Preuve de sa solidité, BlaBlaCar n’a pas souhaité faire appel au chômage partiel pour ses ingénieurs, de sorte qu’ils avancent sur leurs projets. L’entreprise peut se le permettre, elle a amassé un joli trésor de guerre à coups de levées de fonds successives : 450 millions d’euros en dix ans. Ce pactole est destiné, notamment, à financer sa folle croissance internationale façon Uber, commencée en 2015. Une campagne durant laquelle l’entreprise a engrangé de beaux succès (en Russie et au Brésil), mais aussi quelques cuisants échecs (en Grande-Bretagne, en Inde, au
Mexique et en Turquie).
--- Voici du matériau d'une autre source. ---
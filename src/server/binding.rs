//! Listener binding for [`DdpServer`].

use std::{
    net::{SocketAddr, TcpListener as StdTcpListener},
    sync::Arc,
};

use tokio::net::TcpListener;

use super::{Bound, DdpServer, ServerError, ServerState, Unbound};

impl<S: ServerState> DdpServer<S> {
    fn bind_to_listener(self, std_listener: StdTcpListener) -> Result<DdpServer<Bound>, ServerError> {
        let DdpServer {
            app,
            registry,
            registry_handle,
            ready_tx,
            backoff_config,
            upgrade_timeout,
            ..
        } = self;

        std_listener
            .set_nonblocking(true)
            .map_err(ServerError::Bind)?;
        let listener = TcpListener::from_std(std_listener).map_err(ServerError::Bind)?;

        Ok(DdpServer {
            app,
            registry,
            registry_handle,
            ready_tx,
            backoff_config,
            upgrade_timeout,
            state: Bound {
                listener: Arc::new(listener),
            },
        })
    }

    /// Bind to a fresh address.
    ///
    /// ```
    /// use std::net::{Ipv4Addr, SocketAddr};
    ///
    /// use ddpframe::{app::DdpApp, server::DdpServer};
    ///
    /// # #[tokio::main]
    /// # async fn main() {
    /// let server = DdpServer::new(DdpApp::new())
    ///     .bind(SocketAddr::from((Ipv4Addr::LOCALHOST, 0)))
    ///     .expect("bind failed");
    /// assert!(server.local_addr().is_some());
    /// # }
    /// ```
    ///
    /// # Errors
    /// Returns a [`ServerError`] if binding or configuring the listener fails.
    pub fn bind(self, addr: SocketAddr) -> Result<DdpServer<Bound>, ServerError> {
        let std_listener = StdTcpListener::bind(addr).map_err(ServerError::Bind)?;
        self.bind_to_listener(std_listener)
    }

    /// Bind to an existing `StdTcpListener`.
    ///
    /// # Errors
    /// Returns a [`ServerError`] if configuring the listener fails.
    pub fn bind_listener(self, std_listener: StdTcpListener) -> Result<DdpServer<Bound>, ServerError> {
        self.bind_to_listener(std_listener)
    }
}

impl DdpServer<Unbound> {
    /// Return `None` as the server is not bound.
    #[must_use]
    pub const fn local_addr(&self) -> Option<SocketAddr> { None }
}

impl DdpServer<Bound> {
    /// Returns the bound address, or `None` if retrieving it fails.
    #[must_use]
    pub fn local_addr(&self) -> Option<SocketAddr> { self.state.listener.local_addr().ok() }
}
Autant de filiales déficitaires aujourd’hui fermées, qui lui permettent d’afficher une croissance saine dans les 22 pays où elle reste présente. « On ne peut pas tout réussir, mais nous sommes pleinement alignés sur la stratégie de l’entreprise », soutient Jean-David Chamboredon, patron du fonds Isai, premier investisseur de BlaBlaCar en 2010.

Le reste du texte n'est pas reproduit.